Avoid “There are … There were … There will” be constructions. Rewrite the sentence. Instead of “There are currently eight students on the committee” … write instead: “Eight students comprise the committee …” By doing so, you can cut the number of words almost in half.
Avoid a simple declarative sentence that, while accurate, may bring a story to a halt, such as: “Freshman Mady Vogel is on the committee.” Good for her. How else could you write this: Freshman Mady Vogal, a committee member, joined the commitee becaue she has not …
Avoid adverbs, when possible.
Use because of, not due to, for cause and effect.
Avoid “to be” verbs if possible: will be voting becomes will vote.
Write complete sentences in news stories and columns. Fragments are allowed only in features.
Where is El Paso? I’m pretty sure it’s in Texas and I’m pretty sure AP Style says to include Texas when used with city names unless the city is so well known. I’m guessing El Paso is not that well know.
What’s AP Style on Sept. 11?
What is Style — advisor or adviser?
Style for GPAC?
What’s style for North Dakota?
This will be brief because a website that fails to link to any other sites is, well, useless. Just shoveling content from the paper online doesn’t drive traffic to the website. I realize we have only so many people to work, but how difficult is it to add links to stories? Even if we lack the number of students needed to provide exclusive content, we still could link readers to other sites pertinent to the story.
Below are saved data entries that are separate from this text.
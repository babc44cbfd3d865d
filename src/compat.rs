use std::io::{self, Read, Seek, SeekFrom, Write};

use crate::stream::{to_offset, ByteStream, Whence};

/// Exposes a [`ByteStream`] through the [`std::io`] traits.
///
/// Together with [`BufferedStream`](crate::BufferedStream) this turns any
/// [`Read`] into a [`Read`] + [`Seek`], which can be handed to binary parsers
/// expecting seekable input.
#[derive(Debug)]
pub struct Compat<S> {
    stream: S,
}

impl<S> Compat<S>
where
    S: ByteStream,
{
    pub fn new(stream: S) -> Self {
        Self { stream }
    }

    pub fn get_ref(&self) -> &S {
        &self.stream
    }

    pub fn get_mut(&mut self) -> &mut S {
        &mut self.stream
    }

    pub fn into_inner(self) -> S {
        self.stream
    }
}

impl<S> Read for Compat<S>
where
    S: ByteStream,
{
    fn read(&mut self, dst: &mut [u8]) -> io::Result<usize> {
        let data = self.stream.read(dst.len())?;
        dst[..data.len()].copy_from_slice(&data);
        Ok(data.len())
    }
}

impl<S> Write for Compat<S>
where
    S: ByteStream,
{
    fn write(&mut self, buf: &[u8]) -> io::Result<usize> {
        Ok(self.stream.write(buf)?)
    }

    fn flush(&mut self) -> io::Result<()> {
        Ok(())
    }
}

impl<S> Seek for Compat<S>
where
    S: ByteStream,
{
    fn seek(&mut self, seek_from: SeekFrom) -> io::Result<u64> {
        match seek_from {
            SeekFrom::Start(pos) => self.stream.seek(to_offset(pos)?, Whence::Start)?,
            SeekFrom::Current(pos) => self.stream.seek(pos, Whence::Current)?,
            SeekFrom::End(pos) => self.stream.seek(pos, Whence::End)?,
        }
        Ok(self.stream.tell()?)
    }
}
One other point: Jess Eddmeiri did provide some exclusive content with a much-needed localization piece on the first presidential debate. You should read it if you get a chance. My only problem is that the piece was posted Sept. 28, four days after the presidential debate. Sorry, but that’s too late. I don’t know why it wasn’t posted earlier, but this is the type of story that should be done the night of the debate and posted no later than Sept. 25 — when it is NEWS. This is a story we as a news organization should have planned to do. We failed. BTW, the story included no links. Grrr!